Les exilées


Album de famille:
Alba 1867
Hong-Kong, 1897
Marseille, 1900
Paris, 1904
Valenciennes, 1918
Buenos Aires, 1930
Quand j’étais petite fille, elle était une très vieille dame aux cheveux toujours noirs et au visage poudré de blanc. Je l’écoutais parler mais je ne comprenais pas vraiment ce qu’elle disait — peut-être parlait-elle une langue qui m’était étrangère. A vrai dire, elle m’effrayait beaucoup et je n’aurais pas voulu qu’on me laissât seule avec elle.

Ici, elle a seize ans. Elle se tient un peu raide et empruntée aux côtés de sa sœur et nous regarde — l’une et l’autre l’air un peu crâne de filles qui ont vu le feu de près. De la troisième jeune fille, à droite, nul ne sait plus rien aujourd’hui, elle leur tient compagnie sur cette photo, pensive, avant de disparaître dans l’oubli.

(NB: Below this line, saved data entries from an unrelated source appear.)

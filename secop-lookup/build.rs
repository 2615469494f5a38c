//! Build script for secop-lookup
//!
//! Exposes build identification to the binary and the /api/buildinfo route:
//! short git hash, build timestamp and cargo profile.

use std::process::Command;

fn main() {
    let git_hash = Command::new("git")
        .args(["rev-parse", "--short=8", "HEAD"])
        .output()
        .ok()
        .filter(|output| output.status.success())
        .and_then(|output| String::from_utf8(output.stdout).ok())
        .map(|s| s.trim().to_string())
        .unwrap_or_else(|| "unknown".to_string());

    // ISO 8601 with local offset, e.g. 2025-10-26T14:30:45-05:00
    let build_timestamp =
        chrono::Local::now().to_rfc3339_opts(chrono::SecondsFormat::Secs, false);

    let profile = std::env::var("PROFILE").unwrap_or_else(|_| "unknown".to_string());

    println!("cargo:rustc-env=GIT_HASH={}", git_hash);
    println!("cargo:rustc-env=BUILD_TIMESTAMP={}", build_timestamp);
    println!("cargo:rustc-env=BUILD_PROFILE={}", profile);

    // Re-run when HEAD moves so the hash stays current
    println!("cargo:rerun-if-changed=../.git/HEAD");
    println!("cargo:rerun-if-changed=build.rs");
}
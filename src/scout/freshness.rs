//! Result-age parsing and the freshness bonus.
//!
//! Providers report age either as a timestamp (`2025-03-01T08:30:00`,
//! RFC 3339, or a bare date) or as a relative phrase (`"3 hours ago"`).

use chrono::{DateTime, NaiveDate, NaiveDateTime, Utc};
use once_cell::sync::OnceCell;
use regex::Regex;

pub const BONUS_UNDER_DAY: i32 = 10;
pub const BONUS_UNDER_3_DAYS: i32 = 5;
pub const BONUS_UNDER_WEEK: i32 = 2;

/// Age in hours of a reported timestamp/phrase relative to `now`.
/// Future timestamps count as brand new. Unknown formats give `None`.
pub fn age_hours(raw: &str, now: DateTime<Utc>) -> Option<f64> {
    let s = raw.trim();
    if s.is_empty() {
        return None;
    }

    if let Some(ts) = parse_timestamp(s) {
        let secs = now.signed_duration_since(ts).num_seconds().max(0);
        return Some(secs as f64 / 3600.0);
    }

    parse_relative_hours(s)
}

fn parse_timestamp(s: &str) -> Option<DateTime<Utc>> {
    if let Ok(dt) = DateTime::parse_from_rfc3339(s) {
        return Some(dt.with_timezone(&Utc));
    }
    for fmt in ["%Y-%m-%dT%H:%M:%S%.f", "%Y-%m-%dT%H:%M:%S", "%Y-%m-%d %H:%M:%S"] {
        if let Ok(naive) = NaiveDateTime::parse_from_str(s, fmt) {
            return Some(naive.and_utc());
        }
    }
    NaiveDate::parse_from_str(s, "%Y-%m-%d")
        .ok()
        .and_then(|d| d.and_hms_opt(0, 0, 0))
        .map(|naive| naive.and_utc())
}

fn parse_relative_hours(s: &str) -> Option<f64> {
    let lower = s.to_ascii_lowercase();
    match lower.as_str() {
        "just now" | "today" => return Some(0.0),
        "yesterday" => return Some(24.0),
        _ => {}
    }

    static RE_REL: OnceCell<Regex> = OnceCell::new();
    let re = RE_REL.get_or_init(|| {
        Regex::new(r"^(\d+)\s*(second|minute|hour|day|week|month|year)s?\s+ago$")
            .expect("relative age regex")
    });
    let caps = re.captures(&lower)?;
    let n: f64 = caps.get(1)?.as_str().parse().ok()?;
    let unit_hours = match caps.get(2)?.as_str() {
        "second" => 1.0 / 3600.0,
        "minute" => 1.0 / 60.0,
        "hour" => 1.0,
        "day" => 24.0,
        "week" => 24.0 * 7.0,
        "month" => 24.0 * 30.0,
        _ => 24.0 * 365.0,
    };
    Some(n * unit_hours)
}

/// Bonus by age: under a day, up to three days, up to a week, else nothing.
pub fn freshness_bonus(age_hours: Option<f64>) -> i32 {
    match age_hours {
        Some(h) if h < 24.0 => BONUS_UNDER_DAY,
        Some(h) if h <= 72.0 => BONUS_UNDER_3_DAYS,
        Some(h) if h <= 168.0 => BONUS_UNDER_WEEK,
        _ => 0,
    }
}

Elles sont arrivées à Marseille en novembre 1900 sur un navire hollandais —la veille peut-être. Elles ont connu la guerre et elles l’ont perdue, les voilà désormais des vaincues et des exilées. Mais toutes vaincues et exilées qu’elles soient, elles ont l’opinion publique européenne avec elles et la presse les attend : à Paris, à Berlin, à Bruxelles ou Amsterdam, on veut des histoires, on veut des images. Elles posent donc pour une série de photos dans l’atelier marseillais du vieux Félix Nadar : les deux sœurs seules, les trois jeunes filles en groupe, les unes en tenue de ville, les autres en tenue de combat.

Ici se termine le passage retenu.